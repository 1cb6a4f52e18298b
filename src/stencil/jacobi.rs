use crate::decomposition::IterationBounds;
use crate::domain::*;
use crate::error::Result;
use crate::stencil::*;
use rayon::prelude::*;

/// `cur[i][j] = (prev[i-1][j] + prev[i+1][j] + prev[i][j-1] + prev[i][j+1]) / 4`.
/// Reads only `prev`, so rows are updated in parallel.
pub fn jacobi_sweep(
    prev: &LocalGrid,
    cur: &mut LocalGrid,
    bounds: &IterationBounds,
    chunk_size: usize,
) {
    profiling::scope!("jacobi_sweep");
    if bounds.is_empty() {
        return;
    }
    let width = cur.width();
    let per_task = rows_per_task(chunk_size, width);
    let (rows, cols) = (bounds.rows(), bounds.cols());
    let p = prev.buffer();

    cur.buffer_mut()
        .par_chunks_mut(width * per_task)
        .enumerate()
        .for_each(|(c, chunk)| {
            for (r, row) in chunk.chunks_mut(width).enumerate() {
                let i = c * per_task + r;
                if !rows.contains(&i) {
                    continue;
                }
                for j in cols.clone() {
                    let l = i * width + j;
                    row[j] = (p[l - width] + p[l + width] + p[l - 1] + p[l + 1]) / 4.0;
                }
            }
        });
}

pub struct Jacobi;

impl StencilKernel for Jacobi {
    fn method(&self) -> Method {
        Method::Jacobi
    }

    fn update(&self, ctx: &StepContext<'_>, buffers: &mut DoubleBuffer) -> Result<()> {
        let (prev, cur) = buffers.split_mut();
        jacobi_sweep(prev, cur, &ctx.bounds, ctx.chunk_size);
        Ok(())
    }
}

**PROMPT**
Up to the line containing "(prev[i-1][j] + prev[i+1][j]", skip everything; from that line through the last line above, return each line exactly.

**EXPECTED OUTPUT**
/// `cur[i][j] = (prev[i-1][j] + prev[i+1][j] + prev[i][j-1] + prev[i][j+1]) / 4`.
/// Reads only `prev`, so rows are updated in parallel.
pub fn jacobi_sweep(
    prev: &LocalGrid,
    cur: &mut LocalGrid,
    bounds: &IterationBounds,
    chunk_size: usize,
) {
    profiling::scope!("jacobi_sweep");
    if bounds.is_empty() {
        return;
    }
    let width = cur.width();
    let per_task = rows_per_task(chunk_size, width);
    let (rows, cols) = (bounds.rows(), bounds.cols());
    let p = prev.buffer();

    cur.buffer_mut()
        .par_chunks_mut(width * per_task)
        .enumerate()
        .for_each(|(c, chunk)| {
            for (r, row) in chunk.chunks_mut(width).enumerate() {
                let i = c * per_task + r;
                if !rows.contains(&i) {
                    continue;
                }
                for j in cols.clone() {
                    let l = i * width + j;
                    row[j] = (p[l - width] + p[l + width] + p[l - 1] + p[l + 1]) / 4.0;
                }
            }
        });
}

pub struct Jacobi;

impl StencilKernel for Jacobi {
    fn method(&self) -> Method {
        Method::Jacobi
    }

    fn update(&self, ctx: &StepContext<'_>, buffers: &mut DoubleBuffer) -> Result<()> {
        let (prev, cur) = buffers.split_mut();
        jacobi_sweep(prev, cur, &ctx.bounds, ctx.chunk_size);
        Ok(())
    }
}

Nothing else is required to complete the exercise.